//! Parallel application of recovered transactions.
//!
//! Each submitted transaction gets a ticket. A worker may only lock its
//! transaction's entities once the previous ticket has locked its own, so
//! locks are always taken in log order; the mutations themselves then run
//! concurrently. Transactions touching the same entity therefore still
//! apply in log order, while disjoint ones overlap.

use crate::error::{CoreError, CoreResult};
use crate::log::CommittedTransaction;
use crate::recovery::locks::{EntityLocks, LockGroup};
use crate::recovery::monitor::{ProgressReporter, RecoveryMonitor};
use crate::recovery::storage::{ApplicationMode, StorageEngine};
use parking_lot::{Condvar, Mutex};
use std::sync::mpsc::{self, Receiver, SyncSender};
use std::sync::Arc;
use std::thread::{self, JoinHandle};
use std::time::{Duration, Instant};

/// How often a waiting worker rechecks the failure flag.
const FAILURE_CHECK_INTERVAL: Duration = Duration::from_millis(10);

struct Job {
    ticket: u64,
    tx: CommittedTransaction,
}

#[derive(Default)]
struct ApplierState {
    /// Ticket allowed to take its locks next.
    next_to_lock: u64,
    /// Submitted and not yet finished.
    pending: usize,
    failed: bool,
    error: Option<CoreError>,
}

impl ApplierState {
    fn fail(&mut self, error: CoreError) {
        if !self.failed {
            tracing::error!(%error, "parallel recovery worker failed");
            self.failed = true;
            self.error = Some(error);
        }
    }
}

struct Shared {
    storage: Arc<dyn StorageEngine>,
    mode: ApplicationMode,
    locks: Arc<EntityLocks>,
    monitor: Arc<dyn RecoveryMonitor>,
    progress: Arc<dyn ProgressReporter>,
    state: Mutex<ApplierState>,
    changed: Condvar,
}

impl Shared {
    fn run(&self, job: Job) {
        let tx_id = job.tx.tx_id;
        if !self.wait_for_turn(job.ticket) {
            self.finish(None);
            return;
        }

        let mut group = LockGroup::new(Arc::clone(&self.locks));
        let locked = self.storage.lock_recovery_commands(&job.tx, &mut group, self.mode);
        {
            let mut state = self.state.lock();
            state.next_to_lock += 1;
            self.changed.notify_all();
        }
        if let Err(e) = locked {
            self.finish(Some(e));
            return;
        }

        let applied = self.storage.apply(&job.tx, self.mode);
        drop(group);

        match applied {
            Ok(()) => {
                self.monitor.transaction_recovered(tx_id, self.mode);
                self.progress.add(1);
                self.finish(None);
            }
            Err(e) => self.finish(Some(e)),
        }
    }

    /// Waits until `ticket` may lock. Returns `false` if the run failed.
    fn wait_for_turn(&self, ticket: u64) -> bool {
        let mut state = self.state.lock();
        while state.next_to_lock != ticket && !state.failed {
            self.changed.wait_for(&mut state, FAILURE_CHECK_INTERVAL);
        }
        !state.failed
    }

    fn finish(&self, error: Option<CoreError>) {
        let mut state = self.state.lock();
        state.pending -= 1;
        if let Some(error) = error {
            state.fail(error);
        }
        self.changed.notify_all();
    }
}

fn worker_loop(shared: &Shared, jobs: &Mutex<Receiver<Job>>) {
    loop {
        let job = jobs.lock().recv();
        match job {
            Ok(job) => shared.run(job),
            Err(_) => break,
        }
    }
}

/// Applies transactions on a pool of worker threads, preserving the order
/// in which their locks are taken.
pub struct ParallelRecoveryApplier {
    shared: Arc<Shared>,
    sender: Option<SyncSender<Job>>,
    workers: Vec<JoinHandle<()>>,
    next_ticket: u64,
    close_timeout: Duration,
}

impl ParallelRecoveryApplier {
    /// Starts `workers` threads applying in `mode`.
    ///
    /// # Errors
    ///
    /// Returns an error if a worker thread cannot be spawned.
    pub fn start(
        storage: Arc<dyn StorageEngine>,
        mode: ApplicationMode,
        workers: usize,
        close_timeout: Duration,
        monitor: Arc<dyn RecoveryMonitor>,
        progress: Arc<dyn ProgressReporter>,
    ) -> CoreResult<Self> {
        let workers = workers.max(1);
        let shared = Arc::new(Shared {
            storage,
            mode,
            locks: EntityLocks::new(),
            monitor,
            progress,
            state: Mutex::new(ApplierState::default()),
            changed: Condvar::new(),
        });

        let (sender, receiver) = mpsc::sync_channel(workers * 2);
        let receiver = Arc::new(Mutex::new(receiver));

        let mut applier = Self {
            shared,
            sender: Some(sender),
            workers: Vec::with_capacity(workers),
            next_ticket: 0,
            close_timeout,
        };

        for i in 0..workers {
            let shared = Arc::clone(&applier.shared);
            let jobs = Arc::clone(&receiver);
            let handle = thread::Builder::new()
                .name(format!("tidelog-recovery-{i}"))
                .spawn(move || worker_loop(&shared, &jobs))?;
            applier.workers.push(handle);
        }

        tracing::debug!(workers, "started parallel recovery");
        Ok(applier)
    }

    /// Queues a transaction. Blocks while the queue is full.
    ///
    /// # Errors
    ///
    /// Returns [`CoreError::ParallelApplyFailed`] once any worker has
    /// failed; [`Self::close`] then reports the first error.
    pub fn submit(&mut self, tx: CommittedTransaction) -> CoreResult<()> {
        {
            let mut state = self.shared.state.lock();
            if state.failed {
                return Err(CoreError::ParallelApplyFailed {
                    message: "a recovery worker has already failed".into(),
                });
            }
            state.pending += 1;
        }

        let job = Job {
            ticket: self.next_ticket,
            tx,
        };
        self.next_ticket += 1;

        let sent = self
            .sender
            .as_ref()
            .is_some_and(|sender| sender.send(job).is_ok());
        if !sent {
            let stopped = || CoreError::ParallelApplyFailed {
                message: "recovery workers have stopped".into(),
            };
            let mut state = self.shared.state.lock();
            state.pending -= 1;
            state.fail(stopped());
            return Err(stopped());
        }
        Ok(())
    }

    /// Waits for every queued transaction and stops the workers.
    ///
    /// # Errors
    ///
    /// Returns the first worker error, or
    /// [`CoreError::ParallelApplyTimeout`] if the queue does not drain in
    /// time.
    pub fn close(mut self) -> CoreResult<()> {
        self.sender.take();

        let deadline = Instant::now() + self.close_timeout;
        {
            let mut state = self.shared.state.lock();
            while state.pending > 0 {
                if self.shared.changed.wait_until(&mut state, deadline).timed_out() && state.pending > 0 {
                    state.failed = true;
                    self.shared.changed.notify_all();
                    // Leave stuck workers detached.
                    self.workers.clear();
                    return Err(CoreError::ParallelApplyTimeout {
                        timeout: self.close_timeout,
                    });
                }
            }
        }

        for handle in std::mem::take(&mut self.workers) {
            if handle.join().is_err() {
                self.shared.state.lock().fail(CoreError::ParallelApplyFailed {
                    message: "recovery worker panicked".into(),
                });
            }
        }

        match self.shared.state.lock().error.take() {
            Some(error) => Err(error),
            None => Ok(()),
        }
    }
}

impl Drop for ParallelRecoveryApplier {
    fn drop(&mut self) {
        self.sender.take();
        if self.workers.is_empty() {
            return;
        }
        {
            let mut state = self.shared.state.lock();
            state.failed = true;
            self.shared.changed.notify_all();
        }
        for handle in self.workers.drain(..) {
            let _ = handle.join();
        }
    }
}

impl std::fmt::Debug for ParallelRecoveryApplier {
    fn fmt(&self, f: &mut std::fmt::Formatter<'_>) -> std::fmt::Result {
        f.debug_struct("ParallelRecoveryApplier")
            .field("workers", &self.workers.len())
            .field("next_ticket", &self.next_ticket)
            .finish_non_exhaustive()
    }
}

#[cfg(test)]
mod tests {
    use super::*;
    use crate::log::entry::{Command, CommandBatch};
    use crate::recovery::monitor::LogProgressReporter;
    use crate::recovery::storage::TransactionMetadata;
    use crate::types::{LogPosition, TransactionId};
    use std::collections::HashMap;

    #[derive(Default)]
    struct SlowStorage {
        lock_order: Mutex<Vec<u64>>,
        applied: Mutex<Vec<u64>>,
        values: Mutex<HashMap<u64, Vec<u8>>>,
        fail_on: Option<u64>,
    }

    impl StorageEngine for SlowStorage {
        fn apply(&self, tx: &CommittedTransaction, _mode: ApplicationMode) -> CoreResult<()> {
            let id = tx.tx_id.as_u64();
            if self.fail_on == Some(id) {
                return Err(CoreError::apply(tx.tx_id, "injected"));
            }
            // Early transactions finish last.
            thread::sleep(Duration::from_millis(20u64.saturating_sub(id * 2)));
            for command in tx.commands() {
                if let Some(after) = &command.after {
                    self.values.lock().insert(command.entity, after.clone());
                }
            }
            self.applied.lock().push(id);
            Ok(())
        }

        fn lock_recovery_commands(
            &self,
            tx: &CommittedTransaction,
            locks: &mut LockGroup,
            _mode: ApplicationMode,
        ) -> CoreResult<()> {
            for entity in tx.entities() {
                locks.acquire(entity);
            }
            self.lock_order.lock().push(tx.tx_id.as_u64());
            Ok(())
        }

        fn metadata(&self) -> CoreResult<TransactionMetadata> {
            Ok(TransactionMetadata::EMPTY)
        }

        fn set_recovered_metadata(&self, _metadata: TransactionMetadata) -> CoreResult<()> {
            Ok(())
        }

        fn flush(&self) -> CoreResult<()> {
            Ok(())
        }
    }

    struct Silent;
    impl RecoveryMonitor for Silent {}

    fn tx(id: u64, entity: u64) -> CommittedTransaction {
        let tx_id = TransactionId::new(id);
        CommittedTransaction {
            tx_id,
            start_timestamp: 0,
            commit_timestamp: 0,
            checksum: 0,
            batches: vec![CommandBatch::single(tx_id, vec![Command::create(entity, vec![id as u8])])],
            start_position: LogPosition::new(0, 64),
            end_position: LogPosition::new(0, 64),
        }
    }

    fn applier(storage: Arc<dyn StorageEngine>) -> ParallelRecoveryApplier {
        ParallelRecoveryApplier::start(
            storage,
            ApplicationMode::Recovery,
            4,
            Duration::from_secs(10),
            Arc::new(Silent),
            Arc::new(LogProgressReporter::new(10)),
        )
        .unwrap()
    }

    #[test]
    fn locks_taken_in_submission_order() {
        let storage = Arc::new(SlowStorage::default());
        let mut applier = applier(storage.clone());
        for id in 0..8 {
            applier.submit(tx(id, id % 3)).unwrap();
        }
        applier.close().unwrap();

        assert_eq!(*storage.lock_order.lock(), (0..8).collect::<Vec<_>>());
        assert_eq!(storage.applied.lock().len(), 8);
        // Last writer per entity wins.
        assert_eq!(storage.values.lock()[&0], vec![6]);
        assert_eq!(storage.values.lock()[&1], vec![7]);
        assert_eq!(storage.values.lock()[&2], vec![5]);
    }

    /// Leaves `lock_recovery_commands` to the trait default.
    #[derive(Default)]
    struct PlainStorage {
        values: Mutex<HashMap<u64, Vec<u8>>>,
    }

    impl StorageEngine for PlainStorage {
        fn apply(&self, tx: &CommittedTransaction, _mode: ApplicationMode) -> CoreResult<()> {
            thread::sleep(Duration::from_millis(40u64.saturating_sub(tx.tx_id.as_u64() * 5)));
            for command in tx.commands() {
                if let Some(after) = &command.after {
                    self.values.lock().insert(command.entity, after.clone());
                }
            }
            Ok(())
        }

        fn metadata(&self) -> CoreResult<TransactionMetadata> {
            Ok(TransactionMetadata::EMPTY)
        }

        fn set_recovered_metadata(&self, _metadata: TransactionMetadata) -> CoreResult<()> {
            Ok(())
        }

        fn flush(&self) -> CoreResult<()> {
            Ok(())
        }
    }

    #[test]
    fn default_locking_keeps_same_entity_writes_in_log_order() {
        let storage = Arc::new(PlainStorage::default());
        let mut applier = applier(storage.clone());
        for id in 1..=4 {
            applier.submit(tx(id, 7)).unwrap();
        }
        applier.close().unwrap();

        assert_eq!(storage.values.lock()[&7], vec![4]);
    }

    #[test]
    fn worker_failure_surfaces_on_close() {
        let storage = Arc::new(SlowStorage {
            fail_on: Some(2),
            ..SlowStorage::default()
        });
        let mut applier = applier(storage.clone());
        for id in 0..6 {
            if applier.submit(tx(id, id)).is_err() {
                break;
            }
        }
        let err = applier.close().unwrap_err();
        assert!(matches!(err, CoreError::Apply { .. }));
    }
}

→ Your task: State the count of lines holding the string "crate" in the listing above, and nothing else.

→ Answer to this exercise: 9